偽書職人
レインとグランは、次の街へ向かっていた。
丘を越えた先に、
大きな都市が見え始める。
「でかいな。」
グランが呟いた。
「ラストライトに近いからですか。」
「違う。」
グランは即答した。
「ここは“書かれる街”だ。」
「書かれる?」
レインは首を傾げた。
グランは頷く。
「記録が集まる場所だ。」
「ラストライトの記録も?」
「全部だ。」
街に入ると、空気が変わった。
静かだった。
だが妙に重い。
本の匂いがする。
紙の匂い。
インクの匂い。
「変な街ですね。」
「昔からだ。」
グランは歩き続ける。
やがて一軒の建物の前で止まった。
看板には何も書かれていない。
ただ古びた扉だけがある。
「ここか。」
グランが言った。
扉を開ける。
中は本で埋まっていた。
壁も床も本だった。
その中央に、男が座っていた。
年齢は分からない。
目が異様に静かだった。
「来たか。」
男は顔も上げずに言った。
「久しぶりだな。」
グランが答える。
男は小さく笑った。
「また来たのか。」
「来るさ。」
グランは肩をすくめる。
レインは周囲を見渡した。
すべての本にタイトルがある。
だが中身は見えない。
いや、
“途中で止まっている”ように見えた。
「ここは何です。」
レインが聞いた。
男が初めて顔を上げる。
「記録だ。」
「何の。」
「世界の。」
淡々とした声だった。
レインは理解できなかった。
「全部書いているんですか。」
「違う。」
男は首を振る。
「書いているのは“起きたこと”ではない。」
「じゃあ何を。
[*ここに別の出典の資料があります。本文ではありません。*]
use anyhow::{Context, Result};
use clap::{Args, Parser, Subcommand};
use facefind::config::FAST_DETECTOR_INPUT_SIZE;
use facefind::{Config, ScanError};
use facefind_core::{Accelerator, OnnxFaceEmbedder};
use std::path::PathBuf;
use tracing_subscriber::EnvFilter;

#[derive(Parser)]
#[command(name = "facefind", version, about = "Find known people in event photos")]
struct Cli {
    /// TOML configuration file (defaults < file < FACEFIND_* env < flags)
    #[arg(short, long, global = true)]
    config: Option<PathBuf>,

    #[command(flatten)]
    overrides: Overrides,

    #[command(subcommand)]
    command: Commands,
}

#[derive(Args)]
struct Overrides {
    /// Directory with one sub-directory of reference photos per person
    #[arg(long, global = true)]
    known: Option<PathBuf>,
    /// Directory of event photos to scan (recursively)
    #[arg(long, global = true)]
    photos: Option<PathBuf>,
    /// Output directory
    #[arg(short, long, global = true)]
    output: Option<PathBuf>,
    /// Directory containing det_10g.onnx and w600k_r50.onnx
    #[arg(long, global = true)]
    models: Option<PathBuf>,
    /// Match threshold; lower = more matches, higher = more accurate
    #[arg(short, long, global = true)]
    threshold: Option<f32>,
    /// Minimum face size in pixels
    #[arg(long, global = true)]
    min_face: Option<u32>,
    /// Detector input resolution (multiple of 32)
    #[arg(long, global = true, conflicts_with = "fast")]
    det_size: Option<u32>,
    /// Fast mode: lower detector resolution, good for clear photos
    #[arg(long, global = true)]
    fast: bool,
    /// Inference backend: cpu or gpu
    #[arg(long, global = true)]
    accelerator: Option<Accelerator>,
}

#[derive(Subcommand)]
enum Commands {
    /// Build profiles, scan photos, and write galleries and reports
    Scan,
    /// Build reference profiles and list the usable identities
    Profiles,
    /// Print the effective configuration
    Config,
}

impl Overrides {
    fn apply(self, mut cfg: Config) -> Config {
        if let Some(v) = self.known {
            cfg.known_dir = v;
        }
        if let Some(v) = self.photos {
            cfg.photos_dir = v;
        }
        if let Some(v) = self.output {
            cfg.output_dir = v;
        }
        if let Some(v) = self.models {
            cfg.model_dir = v;
        }
        if let Some(v) = self.threshold {
            cfg.similarity_threshold = v;
        }
        if let Some(v) = self.min_face {
            cfg.min_face_size = v;
        }
        if self.fast {
            cfg.detector_input_size = FAST_DETECTOR_INPUT_SIZE;
        }
        if let Some(v) = self.det_size {
            cfg.detector_input_size = v;
        }
        if let Some(v) = self.accelerator {
            cfg.accelerator = v;
        }
        cfg
    }
}

fn main() -> Result<()> {
    tracing_subscriber::fmt()
        .with_env_filter(
            EnvFilter::try_from_default_env().unwrap_or_else(|_| EnvFilter::new("info")),
        )
        .init();

    let cli = Cli::parse();

    let cfg = Config::load(cli.config.as_deref())?.with_env();
    let cfg = cli.overrides.apply(cfg);
    cfg.validate()?;

    match cli.command {
        Commands::Scan => scan(&cfg),
        Commands::Profiles => profiles(&cfg),
        Commands::Config => {
            print!("{}", cfg.to_toml()?);
            Ok(())
        }
    }
}

fn load_embedder(cfg: &Config) -> Result<OnnxFaceEmbedder> {
    tracing::info!(
        model_dir = %cfg.model_dir.display(),
        det_size = cfg.detector_input_size,
        accelerator = %cfg.accelerator,
        "loading face models"
    );
    OnnxFaceEmbedder::load(&cfg.model_dir, cfg.detector_input_size, cfg.accelerator)
        .context("failed to load face models")
}

fn scan(cfg: &Config) -> Result<()> {
    let mut embedder = load_embedder(cfg)?;

    let mut progress = |current: usize, total: usize, name: &str| {
        tracing::info!(current, total, file = name, "scanning");
    };

    let summary = match facefind::run(cfg, &mut embedder, &mut progress) {
        Ok(summary) => summary,
        Err(ScanError::NoProfiles) => {
            anyhow::bail!(
                "no valid reference faces found under {}",
                cfg.known_dir.display()
            )
        }
        Err(e) => return Err(e).context("scan failed"),
    };

    println!("Loaded: {}", summary.identities.join(", "));
    println!(
        "Scanned {} photos: {} matched, {} skipped",
        summary.photos, summary.matched, summary.skipped
    );
    println!(
        "People identified: {} of {}",
        summary.identified(),
        summary.identities.len()
    );
    for (name, count) in &summary.appearances {
        println!("  {name}: {count} appearance(s)");
    }
    println!("CSV: {}", summary.reports.csv.display());
    println!("JSON: {}", summary.reports.json.display());
    Ok(())
}

fn profiles(cfg: &Config) -> Result<()> {
    let mut embedder = load_embedder(cfg)?;
    let profiles =
        facefind::enroll::build_profiles(&mut embedder, &cfg.known_dir, cfg.min_face_size)
            .with_context(|| format!("building profiles from {}", cfg.known_dir.display()))?;

    for profile in profiles.iter() {
        println!("{}\t{} sample(s)", profile.name, profile.samples);
    }
    Ok(())
}
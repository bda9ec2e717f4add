use facefind::{run, Config, NoProgress, ScanError};
use facefind_core::{BoundingBox, DetectedFace, EmbedderError, Embedding, FaceEmbedder};
use image::{Rgb, RgbImage};
use std::fs;
use std::path::{Path, PathBuf};

/// Stand-in embedder: one 80×80 face whose embedding is the colour of the
/// top-left pixel. Black images have no face.
struct ColorEmbedder;

impl FaceEmbedder for ColorEmbedder {
    fn faces(&mut self, image: &RgbImage) -> Result<Vec<DetectedFace>, EmbedderError> {
        let p = image.get_pixel(0, 0);
        if p.0 == [0, 0, 0] {
            return Ok(Vec::new());
        }
        Ok(vec![DetectedFace {
            bbox: BoundingBox::from_corners(10.0, 10.0, 90.0, 90.0),
            embedding: Embedding::new(vec![p[0] as f32, p[1] as f32, p[2] as f32]),
        }])
    }
}

fn write_png(path: &Path, color: [u8; 3]) {
    fs::create_dir_all(path.parent().unwrap()).unwrap();
    RgbImage::from_pixel(100, 100, Rgb(color)).save(path).unwrap();
}

/// Alice is red, Bob is blue, Nobody has no usable sample.
/// `alice_party.png` scores ~0.5 against Alice; `empty_room.png` has no face.
fn fixture(root: &Path) -> Config {
    let known = root.join("Known");
    write_png(&known.join("Alice/a1.png"), [255, 0, 0]);
    write_png(&known.join("Alice/nested/a2.png"), [200, 0, 0]);
    write_png(&known.join("Bob/b1.png"), [0, 0, 255]);
    write_png(&known.join("Nobody/dark.png"), [0, 0, 0]);
    fs::write(known.join("Nobody/corrupt.jpg"), b"not an image").unwrap();

    let photos = root.join("Event Photos");
    write_png(&photos.join("alice_party.png"), [100, 173, 0]);
    write_png(&photos.join("sub/empty_room.png"), [0, 0, 0]);
    fs::write(photos.join("notes.txt"), b"ignore me").unwrap();
    fs::write(photos.join("broken.jpg"), b"garbage").unwrap();

    Config {
        known_dir: known,
        photos_dir: photos,
        output_dir: root.join("output"),
        ..Config::default()
    }
}

fn files_under(dir: &Path) -> Vec<PathBuf> {
    let mut out = Vec::new();
    if let Ok(entries) = fs::read_dir(dir) {
        for entry in entries.flatten() {
            let path = entry.path();
            if path.is_dir() {
                out.extend(files_under(&path));
            } else {
                out.push(path);
            }
        }
    }
    out.sort();
    out
}

#[test]
fn test_single_match_end_to_end() {
    let dir = tempfile::tempdir().unwrap();
    let cfg = fixture(dir.path());

    let summary = run(&cfg, &mut ColorEmbedder, &mut NoProgress).unwrap();

    assert_eq!(summary.identities, vec!["Alice", "Bob"]);
    assert_eq!(summary.photos, 3);
    assert_eq!(summary.matched, 1);
    assert_eq!(summary.skipped, 1);
    assert_eq!(
        summary.appearances,
        vec![("Alice".to_string(), 1), ("Bob".to_string(), 0)]
    );
    assert_eq!(summary.identified(), 1);

    let out = &cfg.output_dir;
    assert_eq!(
        files_under(&out.join("annotated")),
        vec![out.join("annotated/alice_party_annotated.png")]
    );
    assert_eq!(
        files_under(&out.join("per_person")),
        vec![out.join("per_person/Alice/alice_party.png")]
    );

    let csv = fs::read_to_string(&summary.reports.csv).unwrap();
    let lines: Vec<&str> = csv.lines().collect();
    assert_eq!(lines.len(), 2);
    assert_eq!(lines[0], "photo,annotated,matches,scores");
    assert!(lines[1].contains("alice_party.png"));
    assert!(lines[1].contains("alice_party_annotated.png"));
    assert!(lines[1].contains(",Alice,"));
    assert!(!csv.contains("empty_room"));

    let json: serde_json::Value =
        serde_json::from_str(&fs::read_to_string(&summary.reports.json).unwrap()).unwrap();
    let matches = json["matches"].as_object().unwrap();
    assert_eq!(matches.keys().collect::<Vec<_>>(), ["Alice", "Bob"]);
    let alice = matches["Alice"].as_array().unwrap();
    assert_eq!(alice.len(), 1);
    let score = alice[0]["score"].as_f64().unwrap();
    assert!((score - 0.5).abs() < 1e-2, "score = {score}");
    assert!(alice[0]["photo"].as_str().unwrap().ends_with("alice_party.png"));
    assert_eq!(matches["Bob"], serde_json::json!([]));
    assert!(!json.to_string().contains("empty_room"));
    assert!(!json.to_string().contains("Nobody"));
}

#[test]
fn test_threshold_above_score_produces_nothing() {
    let dir = tempfile::tempdir().unwrap();
    let cfg = Config {
        similarity_threshold: 0.6,
        ..fixture(dir.path())
    };

    let summary = run(&cfg, &mut ColorEmbedder, &mut NoProgress).unwrap();

    assert_eq!(summary.matched, 0);
    assert!(files_under(&cfg.output_dir.join("annotated")).is_empty());
    assert!(files_under(&cfg.output_dir.join("per_person")).is_empty());
    let csv = fs::read_to_string(&summary.reports.csv).unwrap();
    assert_eq!(csv, "photo,annotated,matches,scores\n");
}

#[test]
fn test_no_usable_identities_aborts_before_scanning() {
    let dir = tempfile::tempdir().unwrap();
    let known = dir.path().join("Known");
    write_png(&known.join("Ghost/dark.png"), [0, 0, 0]);
    let photos = dir.path().join("photos");
    write_png(&photos.join("p.png"), [255, 0, 0]);

    let cfg = Config {
        known_dir: known,
        photos_dir: photos,
        output_dir: dir.path().join("output"),
        ..Config::default()
    };

    let mut calls = 0;
    let mut progress = |_: usize, _: usize, _: &str| calls += 1;
    let err = run(&cfg, &mut ColorEmbedder, &mut progress).unwrap_err();

    assert!(matches!(err, ScanError::NoProfiles));
    assert_eq!(calls, 0);
    assert!(!cfg.output_dir.exists());
}

#[test]
fn test_missing_photos_dir_is_distinct_from_no_profiles() {
    let dir = tempfile::tempdir().unwrap();
    let cfg = Config {
        photos_dir: dir.path().join("does-not-exist"),
        ..fixture(dir.path())
    };
    let err = run(&cfg, &mut ColorEmbedder, &mut NoProgress).unwrap_err();
    assert!(matches!(err, ScanError::Photos { .. }));
}

#[test]
fn test_rerun_is_byte_identical() {
    let dir = tempfile::tempdir().unwrap();
    let cfg = fixture(dir.path());
    // A second matching photo so row order matters.
    write_png(&cfg.photos_dir.join("a_bob.png"), [10, 0, 250]);

    let first = run(&cfg, &mut ColorEmbedder, &mut NoProgress).unwrap();
    let csv1 = fs::read(&first.reports.csv).unwrap();
    let json1 = fs::read(&first.reports.json).unwrap();

    assert_eq!(first.identified(), 2);

    let second = run(&cfg, &mut ColorEmbedder, &mut NoProgress).unwrap();
    assert_eq!(fs::read(&second.reports.csv).unwrap(), csv1);
    assert_eq!(fs::read(&second.reports.json).unwrap(), json1);

    let csv = String::from_utf8(csv1).unwrap();
    let rows: Vec<&str> = csv.lines().skip(1).collect();
    assert_eq!(rows.len(), 2);
    assert!(rows[0].contains("a_bob.png"));
    assert!(rows[1].contains("alice_party.png"));
}
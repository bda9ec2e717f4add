//! Face alignment via 4-DOF similarity transform.
//!
//! Warps a detected face onto the canonical 112×112 ArcFace crop using the
//! five InsightFace reference landmarks and a least-squares fit.

use image::{Rgb, RgbImage};

/// ArcFace reference landmarks for a 112×112 output.
const REFERENCE_LANDMARKS_112: [(f32, f32); 5] = [
    (38.2946, 51.6963), // left eye
    (73.5318, 51.5014), // right eye
    (56.0252, 71.7366), // nose
    (41.5493, 92.3655), // left mouth
    (70.7299, 92.2041), // right mouth
];

pub const ALIGNED_SIZE: u32 = 112;

/// Similarity transform `dst = [[a, -b], [b, a]] · src + [tx, ty]`.
#[derive(Debug, Clone, Copy, PartialEq)]
struct SimilarityTransform {
    a: f32,
    b: f32,
    tx: f32,
    ty: f32,
}

impl SimilarityTransform {
    /// Least-squares fit mapping `src` landmarks onto `dst`.
    ///
    /// Each point pair contributes two rows to `A · [a, b, tx, ty]ᵀ = B`:
    /// `[sx, -sy, 1, 0]` for dx and `[sy, sx, 0, 1]` for dy.
    fn estimate(src: &[(f32, f32); 5], dst: &[(f32, f32); 5]) -> Self {
        let mut ata = [[0.0f32; 4]; 4];
        let mut atb = [0.0f32; 4];

        for (&(sx, sy), &(dx, dy)) in src.iter().zip(dst.iter()) {
            let r1 = [sx, -sy, 1.0, 0.0];
            let r2 = [sy, sx, 0.0, 1.0];
            for j in 0..4 {
                for k in 0..4 {
                    ata[j][k] += r1[j] * r1[k] + r2[j] * r2[k];
                }
                atb[j] += r1[j] * dx + r2[j] * dy;
            }
        }

        match solve_4x4(ata, atb) {
            Some([a, b, tx, ty]) => Self { a, b, tx, ty },
            None => Self::IDENTITY,
        }
    }

    const IDENTITY: Self = Self {
        a: 1.0,
        b: 0.0,
        tx: 0.0,
        ty: 0.0,
    };

    /// Map a destination pixel back into source coordinates.
    fn invert(&self, x: f32, y: f32) -> Option<(f32, f32)> {
        let det = self.a * self.a + self.b * self.b;
        if det.abs() < 1e-12 {
            return None;
        }
        let dx = x - self.tx;
        let dy = y - self.ty;
        Some((
            (self.a * dx + self.b * dy) / det,
            (-self.b * dx + self.a * dy) / det,
        ))
    }
}

/// Solve a 4×4 linear system by Gaussian elimination with partial pivoting.
/// Returns `None` for a singular system.
#[allow(clippy::needless_range_loop)]
fn solve_4x4(ata: [[f32; 4]; 4], atb: [f32; 4]) -> Option<[f32; 4]> {
    let mut m = [[0.0f32; 5]; 4];
    for i in 0..4 {
        m[i][..4].copy_from_slice(&ata[i]);
        m[i][4] = atb[i];
    }

    for col in 0..4 {
        let pivot_row = (col..4)
            .max_by(|&r1, &r2| m[r1][col].abs().total_cmp(&m[r2][col].abs()))
            .unwrap_or(col);
        m.swap(col, pivot_row);

        let pivot = m[col][col];
        if pivot.abs() < 1e-12 {
            return None;
        }
        for row in (col + 1)..4 {
            let factor = m[row][col] / pivot;
            for j in col..5 {
                m[row][j] -= factor * m[col][j];
            }
        }
    }

    let mut x = [0.0f32; 4];
    for i in (0..4).rev() {
        let tail: f32 = ((i + 1)..4).map(|j| m[i][j] * x[j]).sum();
        x[i] = (m[i][4] - tail) / m[i][i];
    }
    Some(x)
}

/// Bilinear sample of one RGB pixel; out-of-bounds neighbours read as black.
fn sample_bilinear(image: &RgbImage, sx: f32, sy: f32) -> Rgb<u8> {
    let x0 = sx.floor() as i64;
    let y0 = sy.floor() as i64;
    let fx = sx - x0 as f32;
    let fy = sy - y0 as f32;
    let (w, h) = (image.width() as i64, image.height() as i64);

    let fetch = |x: i64, y: i64| -> [f32; 3] {
        if x >= 0 && x < w && y >= 0 && y < h {
            let p = image.get_pixel(x as u32, y as u32);
            [p[0] as f32, p[1] as f32, p[2] as f32]
        } else {
            [0.0; 3]
        }
    };

    let tl = fetch(x0, y0);
    let tr = fetch(x0 + 1, y0);
    let bl = fetch(x0, y0 + 1);
    let br = fetch(x0 + 1, y0 + 1);

    let mut out = [0u8; 3];
    for c in 0..3 {
        let v = tl[c] * (1.0 - fx) * (1.0 - fy)
            + tr[c] * fx * (1.0 - fy)
            + bl[c] * (1.0 - fx) * fy
            + br[c] * fx * fy;
        out[c] = v.round().clamp(0.0, 255.0) as u8;
    }
    Rgb(out)
}

fn warp(image: &RgbImage, transform: &SimilarityTransform, out_size: u32) -> RgbImage {
    RgbImage::from_fn(out_size, out_size, |ox, oy| {
        match transform.invert(ox as f32, oy as f32) {
            Some((sx, sy)) => sample_bilinear(image, sx, sy),
            None => Rgb([0, 0, 0]),
        }
    })
}

/// Align a detected face to a canonical 112×112 RGB crop for ArcFace.
pub fn align_face(image: &RgbImage, landmarks: &[(f32, f32); 5]) -> RgbImage {
    let transform = SimilarityTransform::estimate(landmarks, &REFERENCE_LANDMARKS_112);
    warp(image, &transform, ALIGNED_SIZE)
}
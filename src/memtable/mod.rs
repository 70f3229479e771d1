//! MemTable Module
//!
//! In-memory data structure for recent writes.
//!
//! ## Responsibilities
//! - Fast reads and writes in memory
//! - Keep every version of a key so snapshots stay readable
//! - Hold range tombstones until they are flushed
//! - Track size for flush triggers
//! - Ordered iteration for SSTable creation and bounded scans
//!
//! ## Data Structure Choice
//! BTreeMap keyed by `InternalKey` wrapped in RwLock:
//! - Ordered keys (required for SSTable generation)
//! - Newest version of a key first (seqno descending)

mod table;

pub use table::MemTable;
」
男は少しだけ笑った。
「起きたことに“意味”を足している。」
レインは眉をひそめた。
「意味?」
「例えばだ。」
男は机から一冊の本を取る。
開く。
そこにはこう書かれていた。
『ラストライトを踏破した英雄は、世界を救った』
レインは息を止めた。
「それは事実ですか。」
男は静かに言う。
「事実ではない。」
「では嘘ですか。」
「違う。」
男は本を閉じる。
「人は“そうであってほしい形”で世界を覚える。」
レインは黙った。
グランが口を開く。
「お前は昔からそうだ。」
「そうだ。」
男は頷く。
「俺は“世界を完成させる”仕事をしている。」
「完成?」
レインが聞く。
男は本を撫でる。
「誰も最後まで見ない世界を。」
沈黙が落ちる。
レインは本棚を見た。
無数の未完成の世界。
「それは本物なんですか。」
レインは聞いた。
男は少しだけ間を置いて言った。
「本物かどうかは重要じゃない。」
「重要なのは。」
「読んだ奴が“そうだと思うか”だ。」
レインは言葉を失った。
そのときグランが笑った。
「お前も変わらんな。」
「お前もな。」
二人は短く笑う。
レインはその会話を理解できなかった。
だが一つだけ分かった。
この男もまた、
何かを“終わらせない”人間だ。
外に出ると空は暗くなっていた。
街の灯りが揺れる。
「変な街でしたね。」
レインが言う。
グランは頷く。
「だが必要だ。」
「何が。」
グランは少しだけ空を見た。
「誰かが物語を作らないと、
ラストライトもただの穴になる。」
レインは空を見上げた。
ラストライト。
まだ見ぬ終点。
その意味はまだ分からない。
ただ一つだけ。
この旅が、
ただの冒険ではない気がしていた。